Looking back, it seems like you’ve always been bored by the traditional fashion system. Time and time again, you’ve sought to remix and poke holes in it.
I change a lot – and the industry does, too. In the last five to seven years – since Gucci made its turnaround with the name and the design, and Balenciaga went from Nicolas to Demna – influential companies changed their approach, and in doing so they changed the luxury order. It really only took three or four brands to create the “new luxury.” This shift gave us an opportunity to take on a new identity ourselves, positioning Moncler within this new luxury world.
What is the Remo Ruffini definition of the “new luxury”?

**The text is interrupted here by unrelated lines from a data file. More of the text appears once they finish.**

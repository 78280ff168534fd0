//! # ucx-fabric - UCX Fabric Interface Discovery
//!
//! Discovers the network devices UCX can drive and reports each one with the
//! `ucx+` providers that select it.
//!
//! ## Responsibilities
//! - Loading libuct at runtime and walking its component hierarchy
//! - Keeping only network transport devices
//! - Translating UCT transport names to UCX transport aliases
//!
//! ## Key Features
//! - Only a missing library or an unreadable component list fails a call
//! - Every per-component and per-domain failure is logged and skipped
//! - Each call discovers from scratch on its own library handle

pub mod config;
pub mod device;
pub mod error;
mod provider;
pub mod transport;

pub use config::DiscoveryConfig;
pub use device::os_device_name;
pub use error::{DiscoveryError, DiscoveryResult};
pub use provider::{DlopenLoader, LibraryLoader, UcxProvider};
pub use transport::{provider_id, provider_set};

New luxury means passing from the concept of consumer to the concept of community, from product to culture and experience, from transaction to relationship. One pillar of the “new luxury” is digital. Adapting constantly to technology and shifting norms is kind of like always being a startup. I didn’t think about it like this when we started Genius – the fashion world was still based on winter and summer collections, with one collection campaign, et cetera. Traditional media are not as successful as they were 20 years ago, when it was very easy to buy pages for your campaign in a quarterly magazine or speak to your customers through The New York Times.
So Moncler has to become a media company. As you create new values and new meanings, through collaborations and so on, you also have to find ways to communicate that – within quite a flexible structure. How do you keep the brand narrative under control?

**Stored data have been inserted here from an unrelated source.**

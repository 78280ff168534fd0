//! ucx-fabric-scan - UCX Fabric Interface Scanner
//!
//! Entry point for the ucx-fabric-scan tool.

use std::path::PathBuf;
use std::process::ExitCode;

use anyhow::Context;
use clap::{Parser, ValueEnum};
use tokio_util::sync::CancellationToken;
use tracing::{error, info};
use tracing_subscriber::EnvFilter;

use fabric_types::FabricInterfaceSet;
use ucx_fabric::{DiscoveryConfig, UcxProvider};

#[derive(Debug, Clone, Copy, ValueEnum)]
enum LogFormat {
    Text,
    Json,
}

/// List the fabric interfaces UCX can drive.
#[derive(Debug, Parser)]
#[command(version, about)]
struct Args {
    /// YAML discovery configuration file.
    #[arg(short, long)]
    config: Option<PathBuf>,

    /// libuct to load; may be repeated. Replaces configured candidates.
    #[arg(short, long = "library", value_name = "PATH")]
    libraries: Vec<String>,

    /// Print interfaces as JSON.
    #[arg(long)]
    json: bool,

    /// Log output format.
    #[arg(long, value_enum, default_value_t = LogFormat::Text)]
    log_format: LogFormat,
}

/// Initializes tracing/logging subsystem
fn init_logging(format: LogFormat) {
    let filter = EnvFilter::try_from_default_env().unwrap_or_else(|_| EnvFilter::new("info"));
    let builder = tracing_subscriber::fmt()
        .with_env_filter(filter)
        .with_target(true)
        .with_writer(std::io::stderr);

    match format {
        LogFormat::Text => builder.init(),
        LogFormat::Json => builder.json().init(),
    }
}

fn load_config(args: &Args) -> anyhow::Result<DiscoveryConfig> {
    let mut config = match &args.config {
        Some(path) => DiscoveryConfig::from_file(path)?,
        None => DiscoveryConfig::default(),
    }
    .with_env_overrides();

    if !args.libraries.is_empty() {
        config.library_paths = args.libraries.clone();
    }
    config.validate()?;
    Ok(config)
}

fn print_interfaces(fis: &FabricInterfaceSet, json: bool) -> anyhow::Result<()> {
    if json {
        let out = serde_json::to_string_pretty(fis).context("serializing interfaces")?;
        println!("{}", out);
    } else {
        print!("{}", fis);
    }
    Ok(())
}

async fn run(args: Args) -> anyhow::Result<()> {
    let config = load_config(&args)?;
    info!(libraries = ?config.library_paths, "--- Starting ucx-fabric-scan ---");

    let cancel = CancellationToken::new();
    let ctrl_c_cancel = cancel.clone();
    tokio::spawn(async move {
        if tokio::signal::ctrl_c().await.is_ok() {
            ctrl_c_cancel.cancel();
        }
    });

    let provider = UcxProvider::new(config);
    let fis = tokio::task::spawn_blocking(move || provider.get_fabric_interfaces(&cancel))
        .await
        .context("discovery task failed")??;

    print_interfaces(&fis, args.json)
}

#[tokio::main]
async fn main() -> ExitCode {
    let args = Args::parse();
    init_logging(args.log_format);

    match run(args).await {
        Ok(()) => ExitCode::SUCCESS,
        Err(e) => {
            error!("{:#}", e);
            ExitCode::FAILURE
        }
    }
}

You have to create a place of your own to have that direct conversation. This entails having your own digital platforms in addition to your own physical stores – and these experiences need to work together ... for them both to be interesting. It becomes more complicated with so-called “e-tailers.” When you work with them, you give other platforms the freedom to communicate your DNA on their website – and sometimes it’s a good interpretation of your own language but other times it’s not in our own language and needs to be finetuned. I don’t want to sell just to sell – respecting the brand ethos is crucial.
You mentioned that being smaller than the conglomerates gives you an advantage when you are evolving as a company. But you also recently invested in Stone Island. Is the end game to create a Moncler group?
We bought Stone Island just six or so months ago – and by doing so, I built up another dream. I was never looking for another company to buy, but this is a company I respect a lot. I want to help Stone Island turn into a more DTC brand – to bring it back to that direct interaction with the customer again. Stone Island is very small, and it’s very strong in terms of community – it always has been. Since its beginning it attracted a really interesting community, and as I understood it there has always been a comprehensive energy at the company – and a lot of the same people have been there since the beginning.
It’s interesting – you seem to have a pattern of starting something new every 20 years.
What I have in mind for the future – honestly there are many things in the basket, but at the end of the day, I want to able to keep having a direct relationship with my people, my community, easily and every day. This is the real dream.